What size EV charger do you need?

When it comes to reducing your personal carbon emissions, perhaps the biggest change you can make is switching from an internal combustion engine (ICE) car to an electric vehicle.

This is true even when your local electric grid includes fossil fuel power plants. You can use the EPA’s excellent Beyond Tailpipe Emissions Calculator¹ to find out the difference in emissions between an EV and a gas car. For me, my EV has less than a tenth of the emissions of the average new ICE car.

Lower operating costs and lower emissions are some reasons why a lot of people are making the switch to EVs. But many people are unfamiliar with EV ownership. Perhaps the biggest question people have – and one I’ve often been asked by curious drivers when I’m using a public charging station – is how do charge an EV at home?

If you have a parking spot with an ordinary 120-volt power outlet, you might be surprised to learn that might be all you ever need to charge your car. For others who drive longer distances every day, that won’t be adequate, and an upgrade to a 240-volt line will be needed.

What works for you depends on your vehicle and how much you drive every day. There’s also the special case of extreme cold – we’re talking when it gets down to about 10°F or so – where 120-volt charging stops working well.

The table below will help give a rough idea of what size of EV charger is suited to your driving needs, and then we’ll get into the details of how to make the right decision.

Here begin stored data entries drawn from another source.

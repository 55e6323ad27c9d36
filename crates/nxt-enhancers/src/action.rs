#![forbid(unsafe_code)]

//! `data-next-action`: one-shot cart commands on click.
//!
//! | Value | Effect |
//! |-------|--------|
//! | `add-to-cart` | add `data-next-quantity-value` (default 1) of the context package |
//! | `remove-from-cart` | remove the context package |
//! | `clear-cart` | empty the cart |
//!
//! Any other value is a resolution error; the element gets no behavior.

use crate::cart_ops;
use nxt_attr::vocab;
use nxt_dom::EventKind;
use nxt_runtime::{Enhancer, EnhancerBase, EnhancerError, EnhancerModule, ResolveContext, ResolveError};

#[derive(Debug, Clone, Copy, PartialEq, Eq)]
pub enum CartAction {
    AddToCart,
    RemoveFromCart,
    ClearCart,
}

impl CartAction {
    #[must_use]
    pub fn parse(name: &str) -> Option<Self> {
        match name.trim() {
            "add-to-cart" => Some(Self::AddToCart),
            "remove-from-cart" => Some(Self::RemoveFromCart),
            "clear-cart" => Some(Self::ClearCart),
            _ => None,
        }
    }

    #[must_use]
    pub fn needs_package(self) -> bool {
        !matches!(self, Self::ClearCart)
    }
}

#[derive(Debug)]
pub struct ActionEnhancer {
    action: CartAction,
}

impl ActionEnhancer {
    #[must_use]
    pub fn new(action: CartAction) -> Self {
        Self { action }
    }
}

impl Enhancer for ActionEnhancer {
    fn name(&self) -> &'static str {
        "action"
    }

    fn initialize(&mut self, base: &mut EnhancerBase) -> Result<(), EnhancerError> {
        let package = if self.action.needs_package() {
            Some(crate::target_package(base, None)?)
        } else {
            None
        };
        let quantity = match base.attr(vocab::QUANTITY_ATTR) {
            None => 1,
            Some(raw) => raw.trim().parse::<u64>().map_err(|_| EnhancerError::InvalidAttribute {
                name: vocab::QUANTITY_ATTR,
                value: raw.clone(),
            })?,
        };

        let action = self.action;
        let stores = base.stores().clone();
        base.listen(EventKind::Click, move |_| match (action, package.as_deref()) {
            (CartAction::AddToCart, Some(id)) => cart_ops::add_item(&stores, id, quantity),
            (CartAction::RemoveFromCart, Some(id)) => cart_ops::remove_item(&stores, id),
            (CartAction::ClearCart, _) => cart_ops::clear(&stores),
            _ => {}
        })?;
        Ok(())
    }
}

#[derive(Debug, Default)]
pub struct ActionModule;

impl EnhancerModule for ActionModule {
    fn name(&self) -> &'static str {
        "action"
    }

    fn construct(&self, ctx: &ResolveContext<'_>) -> Result<Box<dyn Enhancer>, ResolveError> {
        let name = ctx.discriminant()?;
        let action = CartAction::parse(name).ok_or_else(|| ResolveError::UnknownAction(name.to_string()))?;
        Ok(Box::new(ActionEnhancer::new(action)))
    }
}

#[cfg(test)]
mod tests {
    use super::*;

    #[test]
    fn action_names() {
        assert_eq!(CartAction::parse(" add-to-cart "), Some(CartAction::AddToCart));
        assert_eq!(CartAction::parse("clear-cart"), Some(CartAction::ClearCart));
        assert_eq!(CartAction::parse("apply-coupon"), None);
        assert!(!CartAction::ClearCart.needs_package());
    }
}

How much range can an EV charger add overnight?

Here’s a chart that describes roughly how many miles of range you can add in a 10 hour charging session for some popular vehicles:

As you can see, there’s quite a large difference in how much range you can add to your EV battery during a charging session, and it depends on the estimated fuel economy, the electrical circuit, and how much charging time your car will have every time. You can look up the estimated fuel economy for any EV or plug-in hybrid at fueleconomy.gov².

Fuel economy for EVs can be expressed in different ways, but the federal government uses “miles per gallon equivalent”. The “equivalent” refers to the energy contained in a gallon of gasoline if that gallon was converted to electricity with 100% efficiency, which happens to be 33.7 kWh. So, MPGe is the number of miles that an EV can drive on 33.7 kWh of electricity.

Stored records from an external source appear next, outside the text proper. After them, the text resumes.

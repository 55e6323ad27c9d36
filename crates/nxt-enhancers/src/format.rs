#![forbid(unsafe_code)]

//! Value formatting for displayed text.
//!
//! | `data-format` | Output for `1234.5` |
//! |---------------|---------------------|
//! | `currency` | `$1,234.50` |
//! | `number` | `1,234.50` |
//! | `integer` | `1,235` |
//! | `percentage` | `1235%` |
//! | `text` | `1234.5` |
//! | absent | currency for money-like properties, text otherwise |

use nxt_attr::eval::{as_number, display_string};
use serde_json::Value;

#[derive(Debug, Clone, Copy, PartialEq, Eq, Default)]
pub enum DisplayFormat {
    #[default]
    Auto,
    Currency,
    Number,
    Integer,
    Percentage,
    Text,
}

impl DisplayFormat {
    /// Parse a `data-format` value. Unknown names fall back to `Auto`.
    #[must_use]
    pub fn parse(raw: Option<&str>) -> Self {
        match raw.map(|s| s.trim().to_ascii_lowercase()).as_deref() {
            Some("currency" | "price") => Self::Currency,
            Some("number" | "decimal") => Self::Number,
            Some("integer" | "int") => Self::Integer,
            Some("percentage" | "percent") => Self::Percentage,
            Some("text" | "raw") => Self::Text,
            _ => Self::Auto,
        }
    }
}

const MONEY_PROPERTIES: &[&str] = &[
    "price", "total", "subtotal", "tax", "shipping", "discount", "savings", "amount", "cost", "retail",
];

/// Whether the last path segment names a monetary amount.
#[must_use]
pub fn is_money_property(property: &str) -> bool {
    let last = property.rsplit('.').next().unwrap_or(property).to_ascii_lowercase();
    MONEY_PROPERTIES.iter().any(|m| last == *m || last.ends_with(m))
}

/// Symbol and minor-unit digits for an ISO currency code.
#[must_use]
pub fn currency_symbol(code: &str) -> (Option<&'static str>, usize) {
    match code {
        "USD" | "CAD" | "AUD" | "NZD" | "MXN" => (Some("$"), 2),
        "EUR" => (Some("€"), 2),
        "GBP" => (Some("£"), 2),
        "JPY" => (Some("¥"), 0),
        "INR" => (Some("₹"), 2),
        _ => (None, 2),
    }
}

/// `1234.5` → `1,234.50` (with `decimals = 2`).
#[must_use]
pub fn format_number(amount: f64, decimals: usize) -> String {
    let rendered = format!("{:.*}", decimals, amount.abs());
    let (int_part, frac_part) = match rendered.split_once('.') {
        Some((i, f)) => (i, Some(f)),
        None => (rendered.as_str(), None),
    };
    let mut out = String::with_capacity(rendered.len() + rendered.len() / 3 + 1);
    if amount < 0.0 && rendered.chars().any(|c| c.is_ascii_digit() && c != '0') {
        out.push('-');
    }
    out.push_str(&group_thousands(int_part));
    if let Some(frac) = frac_part {
        out.push('.');
        out.push_str(frac);
    }
    out
}

fn group_thousands(digits: &str) -> String {
    let len = digits.len();
    let mut out = String::with_capacity(len + len / 3);
    for (i, c) in digits.chars().enumerate() {
        if i > 0 && (len - i) % 3 == 0 {
            out.push(',');
        }
        out.push(c);
    }
    out
}

/// `42.5`, `USD` → `$42.50`; unknown codes render as `CHF 42.50`.
#[must_use]
pub fn format_currency(amount: f64, code: &str) -> String {
    let (symbol, decimals) = currency_symbol(code);
    let number = format_number(amount, decimals);
    let (sign, digits) = match number.strip_prefix('-') {
        Some(rest) => ("-", rest),
        None => ("", number.as_str()),
    };
    match symbol {
        Some(symbol) => format!("{sign}{symbol}{digits}"),
        None => format!("{sign}{code} {digits}"),
    }
}

/// Render a resolved value. Missing values render as an empty string.
#[must_use]
pub fn render_value(value: Option<&Value>, format: DisplayFormat, property: &str, currency: &str) -> String {
    let Some(value) = value.filter(|v| !v.is_null()) else {
        return String::new();
    };
    let format = match format {
        DisplayFormat::Auto if is_money_property(property) => DisplayFormat::Currency,
        DisplayFormat::Auto => DisplayFormat::Text,
        other => other,
    };
    let number = as_number(value).filter(|_| !value.is_boolean());
    match (format, number) {
        (DisplayFormat::Currency, Some(n)) => format_currency(n, currency),
        (DisplayFormat::Number, Some(n)) => format_number(n, 2),
        (DisplayFormat::Integer, Some(n)) => format_number(n.round(), 0),
        (DisplayFormat::Percentage, Some(n)) => format!("{}%", format_number(n.round(), 0).replace(',', "")),
        _ => display_string(value),
    }
}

What is Level 1 and Level 2 charging?

As an aside, you will often hear reference to Level 1 and Level 2 charging. Level 1 refers to charging at 120 volts, and Level 2 is charging at 240 volts. Both L1 and L2 charging use alternating current (AC).

DC fast charging, sometimes called L3 charging, uses direct current (DC) instead of AC current. L1 and L2 charging speeds are limited by the AC-to-DC converter that is onboard the vehicle, while DC charging speeds are limited by the battery architecture.

Volts, amps, and circuit breakers

An ordinary household outlet is 120v and may support either 15 amps or 20 amps of current. (If it’s a 20 amp circuit, one prong of the outlet may be t-shaped.)

240v electrical circuits in a home are reserved for large appliances such as electric clothes dryers and ranges. In rarer cases, you may find a 240v outlet in a garage, where they might be used to power a heavy duty tool or recreational vehicle.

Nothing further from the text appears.